== Stored data entries ==
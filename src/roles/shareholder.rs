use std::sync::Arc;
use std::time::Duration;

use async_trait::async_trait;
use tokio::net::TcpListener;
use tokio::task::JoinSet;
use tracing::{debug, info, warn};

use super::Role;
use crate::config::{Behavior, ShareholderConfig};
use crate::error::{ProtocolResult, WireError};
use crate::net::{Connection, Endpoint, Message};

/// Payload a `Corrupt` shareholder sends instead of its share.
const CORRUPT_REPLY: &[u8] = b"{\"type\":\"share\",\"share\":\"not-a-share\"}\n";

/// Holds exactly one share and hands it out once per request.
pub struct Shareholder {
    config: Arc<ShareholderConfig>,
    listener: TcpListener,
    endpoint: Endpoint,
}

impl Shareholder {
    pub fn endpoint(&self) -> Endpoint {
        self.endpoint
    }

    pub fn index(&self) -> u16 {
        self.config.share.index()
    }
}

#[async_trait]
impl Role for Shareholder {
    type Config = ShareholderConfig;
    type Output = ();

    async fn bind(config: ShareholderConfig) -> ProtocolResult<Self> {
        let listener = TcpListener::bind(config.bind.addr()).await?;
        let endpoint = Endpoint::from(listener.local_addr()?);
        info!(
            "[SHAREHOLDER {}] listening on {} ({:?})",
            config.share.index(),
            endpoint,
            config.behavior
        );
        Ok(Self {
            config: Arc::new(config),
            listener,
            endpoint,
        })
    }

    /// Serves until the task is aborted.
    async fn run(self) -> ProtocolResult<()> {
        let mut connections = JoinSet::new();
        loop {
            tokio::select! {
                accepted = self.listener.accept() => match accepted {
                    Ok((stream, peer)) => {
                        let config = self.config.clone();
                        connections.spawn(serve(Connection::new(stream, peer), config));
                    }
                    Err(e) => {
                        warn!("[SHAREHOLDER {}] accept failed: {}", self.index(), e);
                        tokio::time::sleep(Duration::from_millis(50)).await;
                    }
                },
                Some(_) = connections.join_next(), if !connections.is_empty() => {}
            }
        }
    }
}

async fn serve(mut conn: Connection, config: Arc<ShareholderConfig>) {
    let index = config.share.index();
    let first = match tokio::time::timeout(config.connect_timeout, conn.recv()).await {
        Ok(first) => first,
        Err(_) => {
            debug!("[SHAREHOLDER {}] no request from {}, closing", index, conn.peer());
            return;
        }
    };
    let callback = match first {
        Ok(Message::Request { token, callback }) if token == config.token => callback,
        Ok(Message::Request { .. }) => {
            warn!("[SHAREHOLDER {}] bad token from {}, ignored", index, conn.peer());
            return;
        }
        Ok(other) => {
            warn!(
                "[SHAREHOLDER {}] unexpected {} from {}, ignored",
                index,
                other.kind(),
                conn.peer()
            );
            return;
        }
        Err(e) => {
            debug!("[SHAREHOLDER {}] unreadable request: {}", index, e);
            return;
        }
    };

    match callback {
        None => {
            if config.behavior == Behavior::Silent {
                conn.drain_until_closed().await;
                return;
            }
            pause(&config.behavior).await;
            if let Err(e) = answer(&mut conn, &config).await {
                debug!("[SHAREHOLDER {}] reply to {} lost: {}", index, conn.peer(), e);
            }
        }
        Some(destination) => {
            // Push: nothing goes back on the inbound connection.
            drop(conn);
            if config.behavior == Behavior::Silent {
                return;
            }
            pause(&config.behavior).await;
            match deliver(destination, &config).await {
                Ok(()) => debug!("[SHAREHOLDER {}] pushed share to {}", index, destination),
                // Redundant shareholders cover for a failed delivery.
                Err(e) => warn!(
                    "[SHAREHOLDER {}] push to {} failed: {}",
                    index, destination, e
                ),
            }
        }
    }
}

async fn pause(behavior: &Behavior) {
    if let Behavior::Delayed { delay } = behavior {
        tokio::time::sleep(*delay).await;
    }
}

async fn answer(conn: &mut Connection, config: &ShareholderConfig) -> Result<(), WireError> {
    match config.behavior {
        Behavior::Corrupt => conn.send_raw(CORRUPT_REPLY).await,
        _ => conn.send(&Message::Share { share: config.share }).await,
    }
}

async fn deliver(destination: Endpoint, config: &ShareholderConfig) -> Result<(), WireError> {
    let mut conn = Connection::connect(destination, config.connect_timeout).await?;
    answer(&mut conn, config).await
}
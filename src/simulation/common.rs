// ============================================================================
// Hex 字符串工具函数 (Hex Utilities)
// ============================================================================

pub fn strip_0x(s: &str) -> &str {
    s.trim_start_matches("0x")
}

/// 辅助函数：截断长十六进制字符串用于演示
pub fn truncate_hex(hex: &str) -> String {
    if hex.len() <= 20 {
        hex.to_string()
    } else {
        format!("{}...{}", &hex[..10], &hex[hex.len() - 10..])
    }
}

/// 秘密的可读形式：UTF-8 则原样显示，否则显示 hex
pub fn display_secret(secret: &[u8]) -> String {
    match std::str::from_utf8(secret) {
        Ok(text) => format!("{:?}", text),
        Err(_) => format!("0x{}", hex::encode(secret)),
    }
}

== ASSIGNMENT ==
Your answer should be one number, the count of lines above that hold "tokio".

== RESULT OF THE EXERCISE ==
6